When she was 11 years old, Edith, was raped by a Scottish man named Edward Norton, and gave birth to Louise.

Louise was raised by her grandparents and was fluent in English, French and Grenadian Creole French. After her grandmother's death in1917, she emigrated to Montreal, where her uncle introduced her to the ideas of Marcus Garvey and the Universal Negro Improvement Association (UNIA).

Through the UNIA, Louise met Earl Little, and they married on May 10, 1919. The following year they moved to Philadelphia, and then to Omaha, Nebraska. While in Omaha she was of the UNIA's local chapter. She inculcated black pride in their seven children, and insisted that they read newspapers such as the Negro World, the official periodical of the UNIA.

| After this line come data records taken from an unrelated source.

use std::fs::File;
use std::io::Read;
use std::path::Path;

use byteorder::{ByteOrder, LittleEndian};
use rustfft::num_complex::Complex;

use crate::Sample;
use crate::config::SampleFormat;

pub const BUFFER_SIZE:usize = 2048;

pub fn bytes_per_sample(format:SampleFormat) -> usize {
	match format {
		SampleFormat::I16Complex => 4,
		SampleFormat::I8Complex  => 2,
		SampleFormat::I16Real    => 2,
	}
}

/// Buffered reader turning any byte source into a stream of indexed complex
/// samples in the configured wire format.  Real-sampled streams come out with
/// a zero imaginary part; down-conversion happens downstream.
pub struct BufferedSource<S: Read> {
	src: S,
	format: SampleFormat,
	buffer: Vec<u8>,
	valid_len: usize,
	pos: usize,
	idx: usize,
}

impl<S: Read> BufferedSource<S> {

	pub fn new(src:S, format:SampleFormat) -> Self {
		Self{ src, format, buffer: vec![0u8; BUFFER_SIZE * bytes_per_sample(format)],
			valid_len: 0, pos: 0, idx: 0 }
	}

	fn refill(&mut self) -> bool {
		// Carry any partial sample to the front before reading more
		self.buffer.copy_within(self.pos..self.valid_len, 0);
		self.valid_len -= self.pos;
		self.pos = 0;

		let bps = bytes_per_sample(self.format);
		while self.valid_len < bps {
			match self.src.read(&mut self.buffer[self.valid_len..]) {
				Ok(0) | Err(_) => return false,
				Ok(n) => self.valid_len += n,
			}
		}
		true
	}

	fn decode(&self, pos:usize) -> Complex<f64> {
		match self.format {
			SampleFormat::I16Complex => Complex{
				re: LittleEndian::read_i16(&self.buffer[pos..]) as f64,
				im: LittleEndian::read_i16(&self.buffer[pos+2..]) as f64,
			},
			SampleFormat::I8Complex => Complex{
				re: (self.buffer[pos]   as i8) as f64,
				im: (self.buffer[pos+1] as i8) as f64,
			},
			SampleFormat::I16Real => Complex{
				re: LittleEndian::read_i16(&self.buffer[pos..]) as f64,
				im: 0.0,
			},
		}
	}

}

impl<S: Read> Iterator for BufferedSource<S> {
	type Item = Sample;

	fn next(&mut self) -> Option<Sample> {
		let bps = bytes_per_sample(self.format);
		if self.pos + bps > self.valid_len {
			if !self.refill() { return None; }
		}
		let val = self.decode(self.pos);
		let ans = Sample{ val, idx: self.idx };
		self.pos += bps;
		self.idx += 1;
		Some(ans)
	}
}

pub fn file_source<P: AsRef<Path>>(fname:P, format:SampleFormat) -> std::io::Result<BufferedSource<File>> {
	Ok(BufferedSource::new(File::open(fname)?, format))
}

Louise was pregnant with Malcolm when the Klan visited their house one night. They shouted threats that the Littles should leave town because her husband was "spreading trouble." After breaking all the windows in the house, they rode off.

In1926, Ku Klux Klan threats‍ drove the family to move to Milwaukee and then to to Lansing, Michigan. There the family was frequently harassed by the Black Legion, a white racist group.

The family home was burned down in 1929. In 1931, Earl died in what was officially ruled a streetcar accident, though Louise believed he had been murdered by the Black Legion.

During the 1930s Louise Little and her son Wilfred were baptized into the Seventh-day Adventist Church. In 1937, a pregnant Louise was abandoned by her lover. In late 1938 she was committed to Kalamazoo State Hospital. The children were separated and sent to foster homes.

Louise was in the Hospital to 1963. Her son Malcolm X joined his siblings in securing her release from the hospital. She lived with her surviving family for another 30 years.

According to historian Erik S. McDuffie, she was “a brilliant and dynamic woman, not some ‘crazy’ or apolitical figure as she is often portrayed in the scholarship about Malcolm X.”